▸ **Entries shown**:
##########

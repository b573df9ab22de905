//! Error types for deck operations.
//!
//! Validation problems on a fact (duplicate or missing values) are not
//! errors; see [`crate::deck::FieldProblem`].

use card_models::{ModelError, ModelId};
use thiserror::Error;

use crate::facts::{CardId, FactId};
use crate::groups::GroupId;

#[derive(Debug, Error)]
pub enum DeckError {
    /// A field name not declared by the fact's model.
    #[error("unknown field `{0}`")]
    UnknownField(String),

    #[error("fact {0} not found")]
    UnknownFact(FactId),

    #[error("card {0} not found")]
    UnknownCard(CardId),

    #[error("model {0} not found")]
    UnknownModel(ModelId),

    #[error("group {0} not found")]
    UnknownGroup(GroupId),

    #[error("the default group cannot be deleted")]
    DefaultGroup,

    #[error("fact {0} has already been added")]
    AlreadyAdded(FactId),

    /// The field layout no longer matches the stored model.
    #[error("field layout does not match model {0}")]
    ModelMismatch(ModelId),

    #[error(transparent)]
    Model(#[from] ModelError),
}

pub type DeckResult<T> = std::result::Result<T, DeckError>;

##########

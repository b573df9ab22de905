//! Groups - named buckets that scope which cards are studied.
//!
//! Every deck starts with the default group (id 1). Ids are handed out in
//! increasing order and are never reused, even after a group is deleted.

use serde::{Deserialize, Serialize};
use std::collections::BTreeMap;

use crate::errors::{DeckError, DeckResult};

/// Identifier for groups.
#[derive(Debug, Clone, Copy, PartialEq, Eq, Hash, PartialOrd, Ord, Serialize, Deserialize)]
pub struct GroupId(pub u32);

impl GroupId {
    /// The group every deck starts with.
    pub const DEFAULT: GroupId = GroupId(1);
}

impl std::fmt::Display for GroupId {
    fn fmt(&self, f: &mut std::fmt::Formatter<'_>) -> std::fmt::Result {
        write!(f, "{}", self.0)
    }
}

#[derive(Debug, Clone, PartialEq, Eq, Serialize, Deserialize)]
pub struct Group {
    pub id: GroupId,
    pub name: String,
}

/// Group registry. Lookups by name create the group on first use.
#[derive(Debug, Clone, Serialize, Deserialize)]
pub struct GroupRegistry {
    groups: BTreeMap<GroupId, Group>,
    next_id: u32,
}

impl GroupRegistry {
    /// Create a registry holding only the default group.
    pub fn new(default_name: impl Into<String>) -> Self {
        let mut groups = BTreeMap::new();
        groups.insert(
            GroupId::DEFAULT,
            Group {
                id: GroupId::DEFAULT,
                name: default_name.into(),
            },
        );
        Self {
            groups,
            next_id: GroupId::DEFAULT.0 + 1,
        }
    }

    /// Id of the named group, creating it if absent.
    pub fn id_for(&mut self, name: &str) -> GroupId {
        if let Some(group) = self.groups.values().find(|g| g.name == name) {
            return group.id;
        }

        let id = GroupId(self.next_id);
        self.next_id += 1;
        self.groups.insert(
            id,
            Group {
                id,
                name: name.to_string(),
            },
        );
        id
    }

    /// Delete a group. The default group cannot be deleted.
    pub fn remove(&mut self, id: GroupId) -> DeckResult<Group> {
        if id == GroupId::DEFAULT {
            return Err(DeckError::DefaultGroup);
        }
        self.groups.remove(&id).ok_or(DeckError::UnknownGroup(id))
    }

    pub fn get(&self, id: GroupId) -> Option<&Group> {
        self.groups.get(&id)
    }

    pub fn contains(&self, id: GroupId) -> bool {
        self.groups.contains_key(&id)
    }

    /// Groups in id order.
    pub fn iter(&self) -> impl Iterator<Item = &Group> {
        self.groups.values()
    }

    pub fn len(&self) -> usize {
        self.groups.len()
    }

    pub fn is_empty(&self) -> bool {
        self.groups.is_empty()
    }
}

##########

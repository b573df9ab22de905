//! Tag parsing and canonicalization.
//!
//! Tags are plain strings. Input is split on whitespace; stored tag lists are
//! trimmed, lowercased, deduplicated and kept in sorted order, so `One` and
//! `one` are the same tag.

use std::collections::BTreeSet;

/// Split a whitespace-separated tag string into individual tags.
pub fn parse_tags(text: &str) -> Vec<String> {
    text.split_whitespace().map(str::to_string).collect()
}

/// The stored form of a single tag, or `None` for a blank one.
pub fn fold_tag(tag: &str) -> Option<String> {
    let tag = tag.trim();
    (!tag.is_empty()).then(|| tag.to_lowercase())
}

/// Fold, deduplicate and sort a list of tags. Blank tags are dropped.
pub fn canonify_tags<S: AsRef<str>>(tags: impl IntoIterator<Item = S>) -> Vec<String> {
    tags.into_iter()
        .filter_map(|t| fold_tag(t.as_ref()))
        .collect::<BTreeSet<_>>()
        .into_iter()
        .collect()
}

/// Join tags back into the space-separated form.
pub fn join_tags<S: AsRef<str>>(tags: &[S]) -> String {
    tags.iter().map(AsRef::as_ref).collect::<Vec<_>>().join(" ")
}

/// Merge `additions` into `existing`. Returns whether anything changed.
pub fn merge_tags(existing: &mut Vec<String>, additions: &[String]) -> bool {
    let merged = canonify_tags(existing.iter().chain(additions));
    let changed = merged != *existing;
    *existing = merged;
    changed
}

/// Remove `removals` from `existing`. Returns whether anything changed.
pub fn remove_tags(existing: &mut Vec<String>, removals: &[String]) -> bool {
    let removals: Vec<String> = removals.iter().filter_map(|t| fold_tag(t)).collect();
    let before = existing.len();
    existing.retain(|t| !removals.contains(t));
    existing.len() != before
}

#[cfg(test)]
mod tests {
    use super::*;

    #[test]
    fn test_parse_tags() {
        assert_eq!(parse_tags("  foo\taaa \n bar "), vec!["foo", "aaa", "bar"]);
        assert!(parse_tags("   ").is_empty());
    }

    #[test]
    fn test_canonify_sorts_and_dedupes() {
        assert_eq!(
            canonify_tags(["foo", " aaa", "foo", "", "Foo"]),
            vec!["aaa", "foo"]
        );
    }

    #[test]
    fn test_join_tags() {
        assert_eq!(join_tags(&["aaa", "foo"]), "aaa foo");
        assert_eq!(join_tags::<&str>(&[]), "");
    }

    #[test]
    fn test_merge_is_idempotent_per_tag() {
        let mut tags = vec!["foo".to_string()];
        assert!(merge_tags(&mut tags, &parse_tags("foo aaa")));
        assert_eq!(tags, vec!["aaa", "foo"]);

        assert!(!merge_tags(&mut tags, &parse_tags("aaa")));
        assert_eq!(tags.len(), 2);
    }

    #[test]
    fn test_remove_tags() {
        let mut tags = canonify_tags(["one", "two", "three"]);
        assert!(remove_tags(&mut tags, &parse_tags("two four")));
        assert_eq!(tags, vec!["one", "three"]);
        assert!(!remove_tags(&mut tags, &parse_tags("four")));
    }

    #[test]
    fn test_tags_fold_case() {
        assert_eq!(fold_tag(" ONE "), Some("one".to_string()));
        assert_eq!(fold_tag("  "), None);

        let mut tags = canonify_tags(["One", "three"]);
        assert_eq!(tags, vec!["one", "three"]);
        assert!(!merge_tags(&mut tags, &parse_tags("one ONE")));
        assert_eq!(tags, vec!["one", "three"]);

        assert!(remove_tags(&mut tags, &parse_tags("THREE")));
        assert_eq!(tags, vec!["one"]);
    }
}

##########

▸ **Try it**: A line qualifies when it holds the word "changed"; report all qualifying lines from the records above.

▸ **Expected answer**:
/// Merge `additions` into `existing`. Returns whether anything changed.
    let changed = merged != *existing;
    changed
/// Remove `removals` from `existing`. Returns whether anything changed.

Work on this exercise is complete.